┌──

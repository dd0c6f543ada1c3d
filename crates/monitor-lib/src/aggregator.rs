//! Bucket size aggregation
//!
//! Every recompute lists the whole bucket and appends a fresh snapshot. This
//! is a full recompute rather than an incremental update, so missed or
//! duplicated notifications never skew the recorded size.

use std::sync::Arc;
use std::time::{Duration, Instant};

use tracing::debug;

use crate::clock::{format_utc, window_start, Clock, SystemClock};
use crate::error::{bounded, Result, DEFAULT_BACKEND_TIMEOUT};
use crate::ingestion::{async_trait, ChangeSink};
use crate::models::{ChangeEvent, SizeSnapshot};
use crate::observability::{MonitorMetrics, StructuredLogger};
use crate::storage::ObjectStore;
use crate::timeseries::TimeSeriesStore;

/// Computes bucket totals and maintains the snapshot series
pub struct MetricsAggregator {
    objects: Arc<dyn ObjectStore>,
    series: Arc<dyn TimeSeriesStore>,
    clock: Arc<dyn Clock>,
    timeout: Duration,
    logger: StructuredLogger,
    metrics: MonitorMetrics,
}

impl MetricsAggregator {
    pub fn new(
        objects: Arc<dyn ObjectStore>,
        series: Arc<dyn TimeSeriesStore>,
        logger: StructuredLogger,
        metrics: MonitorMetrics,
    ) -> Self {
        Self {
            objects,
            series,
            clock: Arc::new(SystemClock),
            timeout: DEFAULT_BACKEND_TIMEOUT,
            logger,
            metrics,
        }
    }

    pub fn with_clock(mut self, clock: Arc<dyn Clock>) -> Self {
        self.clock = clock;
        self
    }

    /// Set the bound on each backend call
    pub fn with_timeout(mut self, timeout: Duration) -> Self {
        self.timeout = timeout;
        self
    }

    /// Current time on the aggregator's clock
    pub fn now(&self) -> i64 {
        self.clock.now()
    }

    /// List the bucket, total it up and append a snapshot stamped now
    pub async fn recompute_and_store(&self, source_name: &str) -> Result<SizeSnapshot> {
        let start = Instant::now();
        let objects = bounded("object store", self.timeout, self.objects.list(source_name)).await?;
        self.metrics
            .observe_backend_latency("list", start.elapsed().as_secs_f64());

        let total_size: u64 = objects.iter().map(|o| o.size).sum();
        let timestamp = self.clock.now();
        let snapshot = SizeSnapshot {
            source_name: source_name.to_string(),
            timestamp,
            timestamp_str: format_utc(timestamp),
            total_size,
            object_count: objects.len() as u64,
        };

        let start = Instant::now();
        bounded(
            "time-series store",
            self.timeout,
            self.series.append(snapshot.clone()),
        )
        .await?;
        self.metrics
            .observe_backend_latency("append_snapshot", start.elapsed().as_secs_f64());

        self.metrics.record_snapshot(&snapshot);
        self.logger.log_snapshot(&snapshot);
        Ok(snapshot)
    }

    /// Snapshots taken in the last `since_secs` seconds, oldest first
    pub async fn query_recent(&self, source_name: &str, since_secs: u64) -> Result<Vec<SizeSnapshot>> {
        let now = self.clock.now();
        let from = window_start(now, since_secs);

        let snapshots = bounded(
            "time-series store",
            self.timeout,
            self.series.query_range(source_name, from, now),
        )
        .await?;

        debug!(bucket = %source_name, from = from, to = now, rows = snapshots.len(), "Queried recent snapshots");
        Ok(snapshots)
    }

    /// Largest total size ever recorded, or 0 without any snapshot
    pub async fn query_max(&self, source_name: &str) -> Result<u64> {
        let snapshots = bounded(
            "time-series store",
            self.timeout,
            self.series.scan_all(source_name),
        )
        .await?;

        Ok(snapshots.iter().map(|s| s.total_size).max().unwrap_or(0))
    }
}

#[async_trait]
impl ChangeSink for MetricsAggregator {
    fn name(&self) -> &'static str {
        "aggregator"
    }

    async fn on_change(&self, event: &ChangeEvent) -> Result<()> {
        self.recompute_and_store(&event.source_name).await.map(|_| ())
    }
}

└──
┌──

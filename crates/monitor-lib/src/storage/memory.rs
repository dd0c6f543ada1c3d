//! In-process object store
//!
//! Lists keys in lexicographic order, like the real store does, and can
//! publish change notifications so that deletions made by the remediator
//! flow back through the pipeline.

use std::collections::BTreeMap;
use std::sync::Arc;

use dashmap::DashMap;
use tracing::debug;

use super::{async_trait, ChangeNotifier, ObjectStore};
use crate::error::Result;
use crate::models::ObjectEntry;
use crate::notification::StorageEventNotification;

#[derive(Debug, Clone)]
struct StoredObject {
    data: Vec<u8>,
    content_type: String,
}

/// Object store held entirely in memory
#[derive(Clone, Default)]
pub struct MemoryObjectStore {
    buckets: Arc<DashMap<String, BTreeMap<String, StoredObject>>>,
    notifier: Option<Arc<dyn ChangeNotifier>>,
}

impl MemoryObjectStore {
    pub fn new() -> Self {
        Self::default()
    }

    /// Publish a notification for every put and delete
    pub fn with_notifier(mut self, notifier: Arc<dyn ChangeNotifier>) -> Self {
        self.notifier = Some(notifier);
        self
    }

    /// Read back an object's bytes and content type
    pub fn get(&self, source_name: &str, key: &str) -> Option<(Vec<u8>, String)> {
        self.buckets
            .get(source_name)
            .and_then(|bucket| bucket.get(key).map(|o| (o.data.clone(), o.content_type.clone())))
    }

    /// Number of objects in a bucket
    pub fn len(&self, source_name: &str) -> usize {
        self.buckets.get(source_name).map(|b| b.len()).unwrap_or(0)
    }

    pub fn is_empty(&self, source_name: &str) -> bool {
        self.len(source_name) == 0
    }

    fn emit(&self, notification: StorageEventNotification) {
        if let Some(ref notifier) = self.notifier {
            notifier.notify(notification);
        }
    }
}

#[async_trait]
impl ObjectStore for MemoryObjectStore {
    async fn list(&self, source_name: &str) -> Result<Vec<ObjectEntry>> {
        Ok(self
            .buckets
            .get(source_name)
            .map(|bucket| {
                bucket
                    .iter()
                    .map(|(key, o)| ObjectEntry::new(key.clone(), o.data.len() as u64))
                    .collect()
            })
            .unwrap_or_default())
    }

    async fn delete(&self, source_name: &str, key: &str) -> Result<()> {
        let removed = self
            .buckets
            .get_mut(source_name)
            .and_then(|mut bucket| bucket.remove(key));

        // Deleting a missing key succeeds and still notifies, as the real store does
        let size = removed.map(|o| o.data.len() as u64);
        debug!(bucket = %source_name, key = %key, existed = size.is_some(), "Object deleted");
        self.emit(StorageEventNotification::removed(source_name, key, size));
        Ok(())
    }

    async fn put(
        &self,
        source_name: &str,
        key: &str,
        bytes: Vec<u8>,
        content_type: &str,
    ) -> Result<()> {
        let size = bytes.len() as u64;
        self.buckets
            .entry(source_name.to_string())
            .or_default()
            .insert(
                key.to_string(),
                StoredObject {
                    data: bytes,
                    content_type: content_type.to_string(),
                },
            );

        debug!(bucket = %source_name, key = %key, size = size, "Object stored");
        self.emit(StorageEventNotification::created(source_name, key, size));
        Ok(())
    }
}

└──

**WHAT IS REQUIRED:** The answer is each line from the entries above in which the word "impl" occurs.

**EXERCISE RESPONSE:**
impl MetricsAggregator {
impl ChangeSink for MetricsAggregator {
impl MemoryObjectStore {
impl ObjectStore for MemoryObjectStore {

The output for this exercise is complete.